5 thoughts on “Fixed Price, then No Price WiFi”

  1. I’ve always been of the opinion that you should never have to pay for wifi in public places. It seems like the natural order of things. Do we pay for AM/FM radio? Then again I could be spoiled (http://www.fred-ezone.ca), but there’s never been anything other then free wifi for me.

  2. I agree … i think they key here is that WiFi should be used as a lure for something else. like selling coffee. I use hotspots, because well I like coffee houses. Normally I would buy my expresso for $2 and then move on. Instead if there was free WiFI, I could sit in the coffee hourse for say two hours and sip three expressos at $2 a pop instead. i am spending $6 there instead of $2 – i think free wifi makes sense in that situation

  3. I could not resist to comment on coffee house thing. Whether it makes sense or not to have free wifi for coffee lovers depends on how crowded coffee shop is. If it is not very popular then yes, they’d likely to see you spending $6 instead of $2. If place is hot, then they’d definitely want you to sip a cup in ..well 20 minutes and go away – that improves their time-per-cup-sold.

    And, in big malls, what prevents me from using coffee house wifi spot sitting in nearby McDonalds instead?

    From my point of view, wifi is going to be commodity much like wireless phones are now. Flat rate or pay-per-Mb, but paid – for sure.

  4. Interesting point about paying: until T-Mobile introduced 802.1X, there was very little difference between free and fee when you looked at reliable for-free locations. Put T-Mobile and, say, NewburyOpen.Net side by side, and what’s the difference?

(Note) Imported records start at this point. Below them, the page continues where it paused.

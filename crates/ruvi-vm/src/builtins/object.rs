// SPDX-License-Identifier: GPL-3.0-or-later
// Copyright 2026 The Ruvi Authors

//! Object/Kernel builtins: output, formatting, `raise`, `new`, object
//! identity and reflection.

use super::{arg, bid};
use crate::class::MethodBody;
use crate::console::Console;
use crate::console::fmt::{ConsoleSink, Piece, Sink, Template};
use crate::memory::Memory;
use crate::platform::Platform;
use crate::symbol::SymbolTable;
use crate::task::Task;
use crate::value::{self, HeapException, PrintStyle, Value, print_value};
use crate::vm::frames;
use crate::vm::{BuiltinRet, Env, VmErr};

/// `puts`: display each argument followed by a newline; arrays print
/// one element per line. No arguments prints a bare newline.
pub fn puts<M: Memory, C: Console, P: Platform>(
    task: &mut Task,
    env: &mut Env<'_, M, C, P>,
    abs: usize,
    argc: u8,
) -> Result<BuiltinRet, VmErr> {
    if argc == 0 {
        env.con.put(b'\n');
    }
    for n in 0..argc as usize {
        puts_one(env, arg(task, abs, n));
    }
    Ok(BuiltinRet::Value(Value::Nil))
}

fn puts_one<M: Memory, C: Console, P: Platform>(env: &mut Env<'_, M, C, P>, v: Value) {
    if let Value::Array(addr) = v {
        let len = value::array_len(env.mem, addr);
        if len == 0 {
            env.con.put(b'\n');
        }
        for i in 0..len as usize {
            let elem = value::array_get(env.mem, addr, i);
            puts_one(env, elem);
        }
        return;
    }
    let ends_nl = matches!(v, Value::String(addr)
        if value::string_bytes(env.mem, addr).last() == Some(&b'\n'));
    let mut out = ConsoleSink(env.con);
    print_value(env.mem, env.syms, v, PrintStyle::Display, &mut out);
    if !ends_nl {
        env.con.put(b'\n');
    }
}

/// `print`: display each argument, no separator, no newline.
pub fn print<M: Memory, C: Console, P: Platform>(
    task: &mut Task,
    env: &mut Env<'_, M, C, P>,
    abs: usize,
    argc: u8,
) -> Result<BuiltinRet, VmErr> {
    for n in 0..argc as usize {
        let v = arg(task, abs, n);
        let mut out = ConsoleSink(env.con);
        print_value(env.mem, env.syms, v, PrintStyle::Display, &mut out);
    }
    Ok(BuiltinRet::Value(Value::Nil))
}

/// `p`: inspect each argument on its own line; returns the first
/// argument.
pub fn p<M: Memory, C: Console, P: Platform>(
    task: &mut Task,
    env: &mut Env<'_, M, C, P>,
    abs: usize,
    argc: u8,
) -> Result<BuiltinRet, VmErr> {
    for n in 0..argc as usize {
        let v = arg(task, abs, n);
        let mut out = ConsoleSink(env.con);
        print_value(env.mem, env.syms, v, PrintStyle::Inspect, &mut out);
        env.con.put(b'\n');
    }
    let result = if argc > 0 {
        let v = arg(task, abs, 0);
        value::incref(env.mem, v);
        v
    } else {
        Value::Nil
    };
    Ok(BuiltinRet::Value(result))
}

/// `printf`: format straight to the console.
pub fn printf<M: Memory, C: Console, P: Platform>(
    task: &mut Task,
    env: &mut Env<'_, M, C, P>,
    abs: usize,
    argc: u8,
) -> Result<BuiltinRet, VmErr> {
    if argc == 0 {
        return Err(VmErr::Argument("printf needs a format string"));
    }
    let Value::String(fmt_addr) = arg(task, abs, 0) else {
        return Err(VmErr::Type("format must be a String"));
    };
    let args = &task.regs[abs + 2..abs + 1 + argc as usize];
    let mut out = ConsoleSink(env.con);
    render_format(env.mem, env.syms, fmt_addr, args, &mut out)?;
    Ok(BuiltinRet::Value(Value::Nil))
}

/// `sprintf`: format into a fresh pool string.
pub fn sprintf<M: Memory, C: Console, P: Platform>(
    task: &mut Task,
    env: &mut Env<'_, M, C, P>,
    abs: usize,
    argc: u8,
) -> Result<BuiltinRet, VmErr> {
    if argc == 0 {
        return Err(VmErr::Argument("sprintf needs a format string"));
    }
    let Value::String(fmt_addr) = arg(task, abs, 0) else {
        return Err(VmErr::Type("format must be a String"));
    };
    let args = &task.regs[abs + 2..abs + 1 + argc as usize];
    let mut buf = BufSink::new();
    render_format(env.mem, env.syms, fmt_addr, args, &mut buf)?;
    let text = buf.text()?;
    let s = value::string_new(env.pool, env.mem, task.id, text).ok_or(VmErr::NoMemory)?;
    Ok(BuiltinRet::Value(s))
}

/// Drive the printf engine over `fmt` and `args`.
fn render_format<M: Memory, S: Sink>(
    mem: &M,
    syms: &SymbolTable,
    fmt_addr: crate::types::Addr,
    args: &[Value],
    out: &mut S,
) -> Result<(), VmErr> {
    let fmt = value::string_bytes(mem, fmt_addr);
    let mut template = Template::new(fmt);
    let mut next = 0usize;
    while let Some(piece) = template.next_piece() {
        match piece {
            Ok(Piece::Lit(lit)) => {
                for &b in lit {
                    out.push(b);
                }
            }
            Ok(Piece::Spec(spec)) => {
                let v = *args.get(next).ok_or(VmErr::Argument("too few arguments"))?;
                next += 1;
                match spec.conv {
                    b's' => {
                        let mut buf = BufSink::new();
                        print_value(mem, syms, v, PrintStyle::Display, &mut buf);
                        crate::console::fmt::format_str(out, &spec, buf.text()?);
                    }
                    b'f' | b'e' | b'g' => match v {
                        Value::Int(n) => {
                            crate::console::fmt::format_float(out, &spec, n as f64);
                        }
                        Value::Float(x) => crate::console::fmt::format_float(out, &spec, x),
                        _ => return Err(VmErr::Type("numeric argument required")),
                    },
                    _ => match v {
                        Value::Int(n) => crate::console::fmt::format_int(out, &spec, n),
                        Value::Float(x) => {
                            crate::console::fmt::format_int(out, &spec, x as i64);
                        }
                        _ => return Err(VmErr::Type("numeric argument required")),
                    },
                }
            }
            Err(_) => return Err(VmErr::Argument("malformed format string")),
        }
    }
    Ok(())
}

/// `raise`: set the task's pending exception.
///
/// Accepted forms: bare, message string, exception class, exception
/// class + message, existing exception object.
pub fn raise<M: Memory, C: Console, P: Platform>(
    task: &mut Task,
    env: &mut Env<'_, M, C, P>,
    abs: usize,
    argc: u8,
) -> Result<BuiltinRet, VmErr> {
    let b = &env.classes.builtin;
    let (class, message) = match (argc, arg(task, abs, 0)) {
        (0, _) => (b.runtime_error, Value::Nil),
        (_, Value::String(_)) => {
            let msg = arg(task, abs, 0);
            value::incref(env.mem, msg);
            (b.runtime_error, msg)
        }
        (_, Value::Class(cls)) => {
            if !env.classes.is_kind_of(env.mem, cls, b.exception) {
                return Err(VmErr::Type("exception class expected"));
            }
            let msg = if argc >= 2 { arg(task, abs, 1) } else { Value::Nil };
            if !matches!(msg, Value::String(_) | Value::Nil) {
                return Err(VmErr::Type("exception message must be a String"));
            }
            value::incref(env.mem, msg);
            (cls, msg)
        }
        (_, v @ Value::Exception(_)) => {
            value::incref(env.mem, v);
            frames::set_exc(task, env, v);
            return Ok(BuiltinRet::Value(Value::Nil));
        }
        _ => return Err(VmErr::Type("exception class or message expected")),
    };
    let exc =
        value::exception_new(env.pool, env.mem, task.id, class, message).ok_or(VmErr::NoMemory)?;
    frames::set_exc(task, env, exc);
    Ok(BuiltinRet::Value(Value::Nil))
}

/// `new`: allocate an instance and run `initialize` as a normal frame.
pub fn new<M: Memory, C: Console, P: Platform>(
    task: &mut Task,
    env: &mut Env<'_, M, C, P>,
    abs: usize,
    argc: u8,
) -> Result<BuiltinRet, VmErr> {
    let Value::Class(cls) = task.regs[abs] else {
        return Err(VmErr::Type("new on a non-class"));
    };
    let b = &env.classes.builtin;

    if cls == b.mutex {
        let m = value::mutex_new(env.pool, env.mem, task.id).ok_or(VmErr::NoMemory)?;
        return Ok(BuiltinRet::Value(m));
    }
    if env.classes.is_kind_of(env.mem, cls, b.exception) {
        let msg = if argc >= 1 { arg(task, abs, 0) } else { Value::Nil };
        if !matches!(msg, Value::String(_) | Value::Nil) {
            return Err(VmErr::Type("exception message must be a String"));
        }
        value::incref(env.mem, msg);
        let exc = value::exception_new(env.pool, env.mem, task.id, cls, msg)
            .ok_or(VmErr::NoMemory)?;
        return Ok(BuiltinRet::Value(exc));
    }
    if cls == b.task {
        return Err(VmErr::Type("tasks are created by the host"));
    }

    let instance = value::instance_new(env.pool, env.mem, task.id, cls).ok_or(VmErr::NoMemory)?;
    match env.classes.find_method(env.mem, cls, env.known.initialize) {
        Some((MethodBody::Irep(irep), found_cls)) => {
            // Replace the class in the receiver slot; the constructor
            // frame then sees the instance as self.
            frames::set_reg_abs(task, env, abs, instance);
            Ok(BuiltinRet::EnterIrep {
                irep,
                own_class: found_cls,
                method: env.known.initialize,
                ctor: true,
            })
        }
        _ => Ok(BuiltinRet::Value(instance)),
    }
}

/// `dup`.
pub fn dup<M: Memory, C: Console, P: Platform>(
    task: &mut Task,
    env: &mut Env<'_, M, C, P>,
    abs: usize,
) -> Result<BuiltinRet, VmErr> {
    let v = value::dup(env.pool, env.mem, task.id, task.regs[abs]).ok_or(VmErr::NoMemory)?;
    Ok(BuiltinRet::Value(v))
}

/// `class`.
pub fn class<M: Memory, C: Console, P: Platform>(
    task: &mut Task,
    env: &mut Env<'_, M, C, P>,
    abs: usize,
) -> Result<BuiltinRet, VmErr> {
    let cls = env.classes.class_of(env.mem, task.regs[abs]);
    Ok(BuiltinRet::Value(Value::Class(cls)))
}

/// `object_id`: stable identity; heap values use their pool address.
pub fn object_id<M: Memory, C: Console, P: Platform>(
    task: &mut Task,
    env: &mut Env<'_, M, C, P>,
    abs: usize,
) -> Result<BuiltinRet, VmErr> {
    let _ = env;
    let id = match task.regs[abs] {
        Value::Nil | Value::Empty => 8,
        Value::Bool(false) => 0,
        Value::Bool(true) => 20,
        Value::Int(n) => n.wrapping_mul(2).wrapping_add(1),
        Value::Float(x) => x.to_bits() as i64,
        Value::Symbol(s) => i64::from(s.as_u16()) << 8,
        other => other.heap_addr().map_or(0, |a| i64::from(a.as_u32())),
    };
    Ok(BuiltinRet::Value(Value::int(id)))
}

/// `kind_of?` / `is_a?`.
pub fn kind_of<M: Memory, C: Console, P: Platform>(
    task: &mut Task,
    env: &mut Env<'_, M, C, P>,
    abs: usize,
    argc: u8,
) -> Result<BuiltinRet, VmErr> {
    if argc < 1 {
        return Err(VmErr::Argument("wrong number of arguments"));
    }
    let Value::Class(target) = arg(task, abs, 0) else {
        return Err(VmErr::Type("class required"));
    };
    let cls = env.classes.class_of(env.mem, task.regs[abs]);
    let res = env.classes.is_kind_of(env.mem, cls, target);
    Ok(BuiltinRet::Value(Value::bool(res)))
}

/// `block_given?`: whether the current frame received a block.
pub fn block_given<M: Memory, C: Console, P: Platform>(
    task: &mut Task,
    env: &mut Env<'_, M, C, P>,
    abs: usize,
) -> Result<BuiltinRet, VmErr> {
    let _ = (env, abs);
    let given = task.current_ci().is_some_and(|ci| {
        let block_at = task.base as usize + ci.n_args as usize + 1;
        matches!(task.regs.get(block_at), Some(Value::Proc(_)))
    });
    Ok(BuiltinRet::Value(Value::bool(given)))
}

/// `==` / `!=` as methods.
pub fn eq<M: Memory, C: Console, P: Platform>(
    task: &mut Task,
    env: &mut Env<'_, M, C, P>,
    abs: usize,
    negate: bool,
) -> Result<BuiltinRet, VmErr> {
    let equal = value::compare(env.mem, task.regs[abs], arg(task, abs, 0)) == 0;
    Ok(BuiltinRet::Value(Value::bool(equal != negate)))
}

/// `to_s`.
pub fn to_s<M: Memory, C: Console, P: Platform>(
    task: &mut Task,
    env: &mut Env<'_, M, C, P>,
    abs: usize,
) -> Result<BuiltinRet, VmErr> {
    stringify(task, env, abs, PrintStyle::Display)
}

/// `inspect`.
pub fn inspect<M: Memory, C: Console, P: Platform>(
    task: &mut Task,
    env: &mut Env<'_, M, C, P>,
    abs: usize,
) -> Result<BuiltinRet, VmErr> {
    stringify(task, env, abs, PrintStyle::Inspect)
}

fn stringify<M: Memory, C: Console, P: Platform>(
    task: &mut Task,
    env: &mut Env<'_, M, C, P>,
    abs: usize,
    style: PrintStyle,
) -> Result<BuiltinRet, VmErr> {
    let mut buf = BufSink::new();
    print_value(env.mem, env.syms, task.regs[abs], style, &mut buf);
    let text = buf.text()?;
    let s = value::string_new(env.pool, env.mem, task.id, text).ok_or(VmErr::NoMemory)?;
    Ok(BuiltinRet::Value(s))
}

/// `to_i`/`to_f`/`abs` for Integer and Float receivers.
pub fn numeric<M: Memory, C: Console, P: Platform>(
    task: &mut Task,
    env: &mut Env<'_, M, C, P>,
    abs: usize,
    id: u16,
) -> Result<BuiltinRet, VmErr> {
    let _ = env;
    let v = match (task.regs[abs], id) {
        (Value::Int(n), bid::NUM_TO_I) => Value::int(n),
        (Value::Int(n), bid::NUM_TO_F) => Value::float(n as f64),
        (Value::Int(n), _) => Value::int(n.wrapping_abs()),
        (Value::Float(x), bid::NUM_TO_I) => Value::int(x as i64),
        (Value::Float(x), bid::NUM_TO_F) => Value::float(x),
        (Value::Float(x), _) => Value::float(x.abs()),
        _ => return Err(VmErr::Type("numeric receiver required")),
    };
    Ok(BuiltinRet::Value(v))
}

/// `Exception#message`.
pub fn exc_message<M: Memory, C: Console, P: Platform>(
    task: &mut Task,
    env: &mut Env<'_, M, C, P>,
    abs: usize,
) -> Result<BuiltinRet, VmErr> {
    let Value::Exception(addr) = task.regs[abs] else {
        return Err(VmErr::Type("exception receiver required"));
    };
    let exc: HeapException = env.mem.read(addr);
    if let Value::String(_) = exc.message {
        value::incref(env.mem, exc.message);
        return Ok(BuiltinRet::Value(exc.message));
    }
    // No message: fall back to the class name.
    let name = crate::class::class_name(env.mem, exc.class);
    let mut buf = [0u8; 64];
    let len = env.syms.name(env.mem, name).map_or(0, |n| {
        let len = n.len().min(64);
        buf[..len].copy_from_slice(&n.as_bytes()[..len]);
        len
    });
    let s = value::string_new(env.pool, env.mem, task.id, &buf[..len]).ok_or(VmErr::NoMemory)?;
    Ok(BuiltinRet::Value(s))
}

/// Bounded byte sink for `sprintf`, `to_s` and `%s` staging.
pub struct BufSink {
    buf: [u8; 512],
    len: usize,
    overflow: bool,
}

impl BufSink {
    /// An empty buffer.
    #[must_use]
    pub const fn new() -> Self {
        Self {
            buf: [0; 512],
            len: 0,
            overflow: false,
        }
    }

    /// The collected bytes, or an error if the buffer overflowed.
    pub fn text(&self) -> Result<&[u8], VmErr> {
        if self.overflow {
            return Err(VmErr::Argument("formatted result too long"));
        }
        Ok(&self.buf[..self.len])
    }
}

impl Default for BufSink {
    fn default() -> Self {
        Self::new()
    }
}

impl Sink for BufSink {
    fn push(&mut self, byte: u8) {
        if self.len < self.buf.len() {
            self.buf[self.len] = byte;
            self.len += 1;
        } else {
            self.overflow = true;
        }
    }
}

    But with 802.1X, T-Mobile can assign a unique encryption key to every user in their location — it essentially obviates VPN service while providing effective WLAN security. It’s not perfect, but I would now prefer their network over another. I use SSL-based email now, but even so, I think I’d rather keep all my traffic private.

    The challenge is now to provide a way of creating 802.1X on the cheap–there are open-source solutions via FreeRADIUS and Open1X–so that free locations could have the same security benefit. But that requires user accounts, and that increases cost, complexity, and support.